Download and/or print:

(hint: SMAPHO plus R, I, & A)

Your notes should include all the information below, plus at least one example of your own.

Simile – Making an indirect comparison using like or as.

  • His eyes sparkled like the stars at night.
  • Her eyes were as bright as the stars.

Metaphor – Making a direct comparison between two things.

  • The street was a ribbon of moonlight.
  • His eyes are jewels.

Alliteration – Using similar beginning sounds in two or more words close together.

  • The hungry hippo held tightly to his hamburger.
  • Those words all have the same starting sound.

Personification – Giving human characteristics to inanimate objects.

  • The sofa wept under the weight of all the people.
  • The angry wind howled ferociously during the storm.

Hyperbole – Using exaggeration to make a point.

  • I died laughing.
  • I’m so hungry I could eat a horse.

Onomatopoeia – Using a word whose sound reflects its meaning.

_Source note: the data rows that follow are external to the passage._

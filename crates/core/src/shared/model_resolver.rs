//! Locates classifier weights on disk, fetching them once when absent.

use std::fs;
use std::io::{self, Write};
use std::path::{Path, PathBuf};

use thiserror::Error;

const APP_DIR_NAME: &str = "Face Monitor";

#[derive(Error, Debug)]
pub enum ModelResolveError {
    #[error("could not determine cache directory")]
    NoCacheDir,
    #[error("failed to create cache directory {path}: {source}")]
    CacheDir {
        path: PathBuf,
        #[source]
        source: io::Error,
    },
    #[error("download failed for {url}: {source}")]
    Download {
        url: String,
        #[source]
        source: reqwest::Error,
    },
    #[error("failed to write model to {path}: {source}")]
    Write {
        path: PathBuf,
        #[source]
        source: io::Error,
    },
    #[error("{url} returned an empty body")]
    Empty { url: String },
}

/// Progress callback: `(bytes_downloaded, total_bytes)`.
/// `total_bytes` is 0 if the server didn't provide Content-Length.
pub type ProgressFn = Box<dyn Fn(u64, u64) + Send>;

/// Searches a per-user cache and an optional bundled directory, and
/// downloads into the cache as a last resort.
///
/// Zero-byte files are treated as missing: they are what an interrupted
/// copy or a full disk leaves behind, and the inference runtime would
/// otherwise fail on them with an unhelpful message.
pub struct ModelResolver {
    cache_dir: PathBuf,
    bundled_dir: Option<PathBuf>,
}

impl ModelResolver {
    pub fn new(cache_dir: impl Into<PathBuf>) -> Self {
        Self {
            cache_dir: cache_dir.into(),
            bundled_dir: None,
        }
    }

    /// Resolver over [`model_cache_dir`].
    pub fn user_cache() -> Result<Self, ModelResolveError> {
        Ok(Self::new(model_cache_dir()?))
    }

    pub fn with_bundled_dir(mut self, dir: Option<&Path>) -> Self {
        self.bundled_dir = dir.map(Path::to_path_buf);
        self
    }

    pub fn cache_dir(&self) -> &Path {
        &self.cache_dir
    }

    /// Path to a usable copy of `name`, downloading from `url` when neither
    /// the cache nor the bundled directory holds one.
    pub fn resolve(
        &self,
        name: &str,
        url: &str,
        progress: Option<ProgressFn>,
    ) -> Result<PathBuf, ModelResolveError> {
        let cached = self.cache_dir.join(name);
        if is_usable(&cached) {
            log::debug!("Using cached model {}", cached.display());
            return Ok(cached);
        }
        if let Some(bundled) = self.bundled_dir.as_ref().map(|d| d.join(name)) {
            if is_usable(&bundled) {
                log::debug!("Using bundled model {}", bundled.display());
                return Ok(bundled);
            }
        }

        fs::create_dir_all(&self.cache_dir).map_err(|source| ModelResolveError::CacheDir {
            path: self.cache_dir.clone(),
            source,
        })?;
        log::info!("Downloading {name} from {url}");
        let partial = self.cache_dir.join(format!("{name}.part"));
        let result = fetch(url, &partial, progress).and_then(|()| {
            fs::rename(&partial, &cached).map_err(|source| ModelResolveError::Write {
                path: cached.clone(),
                source,
            })
        });
        if result.is_err() {
            let _ = fs::remove_file(&partial);
        }
        result.map(|()| cached)
    }
}

/// Platform-specific model cache directory.
///
/// - macOS: `~/Library/Application Support/Face Monitor/models/`
/// - Linux: `$XDG_CACHE_HOME/Face Monitor/models/` or `~/.cache/Face Monitor/models/`
/// - Windows: `%LOCALAPPDATA%/Face Monitor/models/`
pub fn model_cache_dir() -> Result<PathBuf, ModelResolveError> {
    #[cfg(target_os = "macos")]
    let base = dirs::data_dir();
    #[cfg(not(target_os = "macos"))]
    let base = dirs::cache_dir();

    base.map(|d| d.join(APP_DIR_NAME).join("models"))
        .ok_or(ModelResolveError::NoCacheDir)
}

fn is_usable(path: &Path) -> bool {
    fs::metadata(path).is_ok_and(|m| m.is_file() && m.len() > 0)
}

/// Streams `url` into `dest`, reporting progress as bytes land on disk.
fn fetch(url: &str, dest: &Path, progress: Option<ProgressFn>) -> Result<(), ModelResolveError> {
    let mut response = reqwest::blocking::get(url)
        .and_then(|r| r.error_for_status())
        .map_err(|source| ModelResolveError::Download {
            url: url.to_owned(),
            source,
        })?;
    let total = response.content_length().unwrap_or(0);

    let write_err = |source| ModelResolveError::Write {
        path: dest.to_path_buf(),
        source,
    };
    let file = fs::File::create(dest).map_err(write_err)?;
    let mut writer = ProgressWriter {
        inner: io::BufWriter::new(file),
        written: 0,
        total,
        progress,
    };
    io::copy(&mut response, &mut writer).map_err(write_err)?;
    writer.flush().map_err(write_err)?;

    if writer.written == 0 {
        return Err(ModelResolveError::Empty {
            url: url.to_owned(),
        });
    }
    Ok(())
}

struct ProgressWriter<W> {
    inner: W,
    written: u64,
    total: u64,
    progress: Option<ProgressFn>,
}

impl<W: Write> Write for ProgressWriter<W> {
    fn write(&mut self, buf: &[u8]) -> io::Result<usize> {
        let n = self.inner.write(buf)?;
        self.written += n as u64;
        if let Some(cb) = &self.progress {
            cb(self.written, self.total);
        }
        Ok(n)
    }

    fn flush(&mut self) -> io::Result<()> {
        self.inner.flush()
    }
}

  • The dishes clattered and clanged as the young boy washed them.
  • The pesky mosquitoes buzzed in my ear.

Repetition – Using the same word or phrase at least twice throughout the piece.

  • Help me, help me!” cried the lost girl.
  • Oh how I love thee; let me count the ways, Oh how I love thee; through all my days.

Imagery – Describing a detailed picture of something in written or oral language.

  • The soft, moist snow gently brushed my cheeks as it blew from the clear, blue sky.
    (In this example, the senses of sight and touch are expressed.)

Allusion – A reference to a famous person, place, event, or work of literature.

  • Sign your John Hancock here.
  • You’d think she was the queen of England!